Current through Reg. 49, No. 38; September 20, 2024
(a) Authority. Payments are made to qualified
providers delivering rehabilitative services to Medicaid-eligible individuals
who are eligible for rehabilitative services according to the program rules
established by the Department of State Health Services (DSHS). The
reimbursement determination authority is specified in §
RSA 355.101 of this
title (relating to Introduction).
(b) Reimbursement rates. Prospective and
uniform statewide rates for rehabilitative services are determined for
rehabilitative services specified in the Mental Health Services program rules
in 25 TAC Chapter 419, Subchapter L (relating to Mental Health Rehabilitative
Services) for the following:
(1) Day programs
for acute needs--adult;
(2) Crisis
intervention services--individual-child/adolescent and adult;
(3) Medication training and
support--individual-child/adolescent and adult;
(4) Medication training and
support--group-adult;
(5)
Medication training and support--group-child/adolescent;
(6) Psychosocial rehabilitative
services--individual-adult;
(7)
Psychosocial rehabilitative services--group-adult;
(8) Skills training and
development--individual-child/adolescent and adult;
(9) Skills training and
development--group-adult; and
(10)
Skills training and development-group-child/adolescent.

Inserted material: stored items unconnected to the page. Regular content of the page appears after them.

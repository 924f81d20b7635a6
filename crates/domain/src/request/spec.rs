//! Backend API request values.

use serde_json::Value;

use super::HttpMethod;
use crate::resource::Attachment;

/// Body of an API request.
#[derive(Debug, Clone, PartialEq, Default)]
pub enum ApiBody {
    /// No body.
    #[default]
    Empty,
    /// JSON document.
    Json(Value),
    /// Multipart submission of a single binary field.
    Multipart {
        /// Form field name.
        field: String,
        /// The file part.
        attachment: Attachment,
    },
}

/// A request against the backend REST API.
///
/// `path` is relative to the configured API base (e.g. `/artworks/42`).
#[derive(Debug, Clone, PartialEq, Default)]
pub struct ApiRequest {
    /// HTTP method.
    pub method: HttpMethod,
    /// Path relative to the API base.
    pub path: String,
    /// Extra headers, in order.
    pub headers: Vec<(String, String)>,
    /// Request body.
    pub body: ApiBody,
}

impl ApiRequest {
    /// Creates a request without body or headers.
    #[must_use]
    pub fn new(method: HttpMethod, path: impl Into<String>) -> Self {
        Self {
            method,
            path: path.into(),
            headers: Vec::new(),
            body: ApiBody::Empty,
        }
    }

    /// GET request.
    #[must_use]
    pub fn get(path: impl Into<String>) -> Self {
        Self::new(HttpMethod::Get, path)
    }

    /// POST request.
    #[must_use]
    pub fn post(path: impl Into<String>) -> Self {
        Self::new(HttpMethod::Post, path)
    }

    /// PUT request.
    #[must_use]
    pub fn put(path: impl Into<String>) -> Self {
        Self::new(HttpMethod::Put, path)
    }

    /// DELETE request.
    #[must_use]
    pub fn delete(path: impl Into<String>) -> Self {
        Self::new(HttpMethod::Delete, path)
    }

    /// Sets a JSON body.
    #[must_use]
    pub fn json(mut self, body: Value) -> Self {
        self.body = ApiBody::Json(body);
        self
    }

    /// Sets a multipart body with a single file field.
    #[must_use]
    pub fn multipart(mut self, field: impl Into<String>, attachment: Attachment) -> Self {
        self.body = ApiBody::Multipart {
            field: field.into(),
            attachment,
        };
        self
    }

    /// Sets a header, replacing any existing one with the same name.
    #[must_use]
    pub fn with_header(mut self, name: impl Into<String>, value: impl Into<String>) -> Self {
        self.set_header(name, value);
        self
    }

    /// Sets a header in place, replacing any existing one with the same name.
    pub fn set_header(&mut self, name: impl Into<String>, value: impl Into<String>) {
        let name = name.into();
        self.headers.retain(|(n, _)| !n.eq_ignore_ascii_case(&name));
        self.headers.push((name, value.into()));
    }

    /// Gets a header value by name (case-insensitive).
    #[must_use]
    pub fn header(&self, name: &str) -> Option<&str> {
        self.headers
            .iter()
            .find(|(n, _)| n.eq_ignore_ascii_case(name))
            .map(|(_, v)| v.as_str())
    }
}

#[cfg(test)]
mod tests {
    use super::*;
    use serde_json::json;

    #[test]
    fn test_builders() {
        let request = ApiRequest::put("/artworks/1").json(json!({"status": "sold"}));
        assert_eq!(request.method, HttpMethod::Put);
        assert_eq!(request.path, "/artworks/1");
        assert_eq!(request.body, ApiBody::Json(json!({"status": "sold"})));
    }

    #[test]
    fn test_set_header_replaces_case_insensitively() {
        let mut request = ApiRequest::get("/x").with_header("authorization", "Bearer a");
        request.set_header("Authorization", "Bearer b");
        assert_eq!(request.headers.len(), 1);
        assert_eq!(request.header("AUTHORIZATION"), Some("Bearer b"));
    }
}
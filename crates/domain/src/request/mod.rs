//! HTTP Request domain types

mod method;
mod spec;

pub use method::HttpMethod;
pub use spec::{ApiBody, ApiRequest};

(c) Units of service. Qualified providers are
reimbursed based on the following face-to-face units of service:
(1) Day programs for acute needs--45-60
continuous minutes;
(2) Crisis
intervention services--15 continuous minutes;
(3) Medication training and support--15
continuous minutes;
(4)
Psychosocial rehabilitative services--15 continuous minutes; and
(5) Skills training and development--15
continuous minutes.
(d)
Rate methodology.
(1) Initial rates. Initial
statewide rates effective September 1, 2011, will be determined by summing the
total agency expenditures to provide rehabilitative services for each type of
service for the most recent cost-settled fiscal year, and dividing by the total
number of units of each type of service provided during that fiscal year. The
total agency expenditure to provide rehabilitative services includes both the
interim rates paid and any adjustments made to the interim rates, such as
additional payments or recoupments.
(2) Cost report-based rates. After the Texas
Health and Human Services Commission (HHSC) determines that cost data collected
as described in subsection (e) of this section are reliable and sufficient to
support development of a cost report-based rate, HHSC will develop statewide
reimbursement rates using that data to replace the initial rates as follows:
(A) Project each provider's total allowable
cost for each type of service from the historical cost reporting period to the
prospective reimbursement period using inflation factors set out in §
RSA
355.108 of this title (relating to
Determination of Inflation Indices) to arrive at the projected cost for each
type of service.
(B) For each
provider, divide the projected cost for each type of service, determined in
subparagraph (A) of this paragraph, by the provider's total units of service
for each type of service delivered during the historical cost-reporting period,
to arrive at the provider's projected cost for each unit of service for each
type of service.
(C) For each type
of service:
(i) Arrange all providers'
projected cost for each unit of service in an array from low to high, with the
corresponding total number of units of service for each provider;
(ii) Sum the total number of units of service
for each provider in the array progressively from low to high to create a
running total;
(iii) Divide the
total number of units of service by two;
(iv) Identify the value, from the running
total sums calculated in clause (ii) of this subparagraph, that is closest to
the result in clause (iii) of this subparagraph; and
(v) Identify the cost for each unit of
service that corresponds to the value identified in clause (iv) of this
subparagraph to arrive at the recommended rate for that service.
(e)
Reporting of costs.
(1) All rehabilitative
services providers must submit a cost report unless the number of days between
the date the first client received services and the fiscal year end is 30 days
or fewer. The provider may be excused from submitting a cost report if
circumstances beyond the control of the provider make cost-report completion
impossible, such as the loss of records due to natural disasters or removal of
records from the provider's custody by any governmental entity. Requests to be
excused from submitting a cost report must be received by the HHSC Rate
Analysis Department before the due date of the cost report.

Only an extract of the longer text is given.